START INFORMATION PROVIDED
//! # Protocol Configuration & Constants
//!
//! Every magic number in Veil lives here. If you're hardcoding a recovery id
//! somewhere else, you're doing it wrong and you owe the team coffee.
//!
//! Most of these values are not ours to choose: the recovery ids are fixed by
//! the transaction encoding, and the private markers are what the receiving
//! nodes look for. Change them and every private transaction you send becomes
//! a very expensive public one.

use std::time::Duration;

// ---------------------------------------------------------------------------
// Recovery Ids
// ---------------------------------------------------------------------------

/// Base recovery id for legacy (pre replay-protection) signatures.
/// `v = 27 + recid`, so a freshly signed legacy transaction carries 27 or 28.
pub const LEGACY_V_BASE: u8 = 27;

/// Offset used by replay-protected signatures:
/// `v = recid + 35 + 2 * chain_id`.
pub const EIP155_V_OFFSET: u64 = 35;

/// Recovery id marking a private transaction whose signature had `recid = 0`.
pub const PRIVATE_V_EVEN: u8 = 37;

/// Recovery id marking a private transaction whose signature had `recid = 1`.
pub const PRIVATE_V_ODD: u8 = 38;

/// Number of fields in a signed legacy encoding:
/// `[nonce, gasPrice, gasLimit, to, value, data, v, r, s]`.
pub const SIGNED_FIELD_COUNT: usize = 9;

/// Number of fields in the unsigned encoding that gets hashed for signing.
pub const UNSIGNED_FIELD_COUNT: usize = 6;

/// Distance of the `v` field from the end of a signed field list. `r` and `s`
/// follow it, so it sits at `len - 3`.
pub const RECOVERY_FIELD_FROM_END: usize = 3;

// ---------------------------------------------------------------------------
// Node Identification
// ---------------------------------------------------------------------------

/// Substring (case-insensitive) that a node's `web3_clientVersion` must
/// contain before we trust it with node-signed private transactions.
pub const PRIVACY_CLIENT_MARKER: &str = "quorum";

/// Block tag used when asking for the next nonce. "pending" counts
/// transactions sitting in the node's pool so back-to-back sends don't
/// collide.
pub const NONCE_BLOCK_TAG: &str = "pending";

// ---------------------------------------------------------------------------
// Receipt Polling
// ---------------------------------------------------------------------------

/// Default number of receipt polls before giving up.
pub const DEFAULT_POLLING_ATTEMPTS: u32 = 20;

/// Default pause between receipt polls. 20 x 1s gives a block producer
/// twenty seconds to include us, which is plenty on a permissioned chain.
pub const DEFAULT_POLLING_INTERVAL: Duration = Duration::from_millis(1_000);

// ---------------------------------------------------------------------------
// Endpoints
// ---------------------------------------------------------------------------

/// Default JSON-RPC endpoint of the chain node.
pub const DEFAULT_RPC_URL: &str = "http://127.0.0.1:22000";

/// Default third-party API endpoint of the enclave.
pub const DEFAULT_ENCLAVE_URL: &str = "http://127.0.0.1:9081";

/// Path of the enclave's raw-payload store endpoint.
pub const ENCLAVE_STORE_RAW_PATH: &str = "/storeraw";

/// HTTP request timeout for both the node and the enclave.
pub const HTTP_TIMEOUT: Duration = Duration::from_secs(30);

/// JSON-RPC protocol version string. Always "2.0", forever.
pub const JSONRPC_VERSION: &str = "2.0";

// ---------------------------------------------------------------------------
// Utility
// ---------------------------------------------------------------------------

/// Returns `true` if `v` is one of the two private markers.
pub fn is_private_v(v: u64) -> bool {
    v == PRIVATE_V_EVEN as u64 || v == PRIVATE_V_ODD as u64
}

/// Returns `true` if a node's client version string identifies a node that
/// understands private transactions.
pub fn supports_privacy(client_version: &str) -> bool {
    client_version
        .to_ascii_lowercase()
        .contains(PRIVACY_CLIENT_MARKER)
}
END INFORMATION PROVIDED
Could you write out all the entries word for word?

//! # Protocol Configuration & Constants
//!
//! Every magic number in Veil lives here. If you're hardcoding a recovery id
//! somewhere else, you're doing it wrong and you owe the team coffee.
//!
//! Most of these values are not ours to choose: the recovery ids are fixed by
//! the transaction encoding, and the private markers are what the receiving
//! nodes look for. Change them and every private transaction you send becomes
//! a very expensive public one.

use std::time::Duration;

// ---------------------------------------------------------------------------
// Recovery Ids
// ---------------------------------------------------------------------------

/// Base recovery id for legacy (pre replay-protection) signatures.
/// `v = 27 + recid`, so a freshly signed legacy transaction carries 27 or 28.
pub const LEGACY_V_BASE: u8 = 27;

/// Offset used by replay-protected signatures:
/// `v = recid + 35 + 2 * chain_id`.
pub const EIP155_V_OFFSET: u64 = 35;

/// Recovery id marking a private transaction whose signature had `recid = 0`.
pub const PRIVATE_V_EVEN: u8 = 37;

/// Recovery id marking a private transaction whose signature had `recid = 1`.
pub const PRIVATE_V_ODD: u8 = 38;

/// Number of fields in a signed legacy encoding:
/// `[nonce, gasPrice, gasLimit, to, value, data, v, r, s]`.
pub const SIGNED_FIELD_COUNT: usize = 9;

/// Number of fields in the unsigned encoding that gets hashed for signing.
pub const UNSIGNED_FIELD_COUNT: usize = 6;

/// Distance of the `v` field from the end of a signed field list. `r` and `s`
/// follow it, so it sits at `len - 3`.
pub const RECOVERY_FIELD_FROM_END: usize = 3;

// ---------------------------------------------------------------------------
// Node Identification
// ---------------------------------------------------------------------------

/// Substring (case-insensitive) that a node's `web3_clientVersion` must
/// contain before we trust it with node-signed private transactions.
pub const PRIVACY_CLIENT_MARKER: &str = "quorum";

/// Block tag used when asking for the next nonce. "pending" counts
/// transactions sitting in the node's pool so back-to-back sends don't
/// collide.
pub const NONCE_BLOCK_TAG: &str = "pending";

// ---------------------------------------------------------------------------
// Receipt Polling
// ---------------------------------------------------------------------------

/// Default number of receipt polls before giving up.
pub const DEFAULT_POLLING_ATTEMPTS: u32 = 20;

/// Default pause between receipt polls. 20 x 1s gives a block producer
/// twenty seconds to include us, which is plenty on a permissioned chain.
pub const DEFAULT_POLLING_INTERVAL: Duration = Duration::from_millis(1_000);

// ---------------------------------------------------------------------------
// Endpoints
// ---------------------------------------------------------------------------

/// Default JSON-RPC endpoint of the chain node.
pub const DEFAULT_RPC_URL: &str = "http://127.0.0.1:22000";

/// Default third-party API endpoint of the enclave.
pub const DEFAULT_ENCLAVE_URL: &str = "http://127.0.0.1:9081";

/// Path of the enclave's raw-payload store endpoint.
pub const ENCLAVE_STORE_RAW_PATH: &str = "/storeraw";

/// HTTP request timeout for both the node and the enclave.
pub const HTTP_TIMEOUT: Duration = Duration::from_secs(30);

/// JSON-RPC protocol version string. Always "2.0", forever.
pub const JSONRPC_VERSION: &str = "2.0";

// ---------------------------------------------------------------------------
// Utility
// ---------------------------------------------------------------------------

/// Returns `true` if `v` is one of the two private markers.
pub fn is_private_v(v: u64) -> bool {
    v == PRIVATE_V_EVEN as u64 || v == PRIVATE_V_ODD as u64
}

/// Returns `true` if a node's client version string identifies a node that
/// understands private transactions.
pub fn supports_privacy(client_version: &str) -> bool {
    client_version
        .to_ascii_lowercase()
        .contains(PRIVACY_CLIENT_MARKER)
}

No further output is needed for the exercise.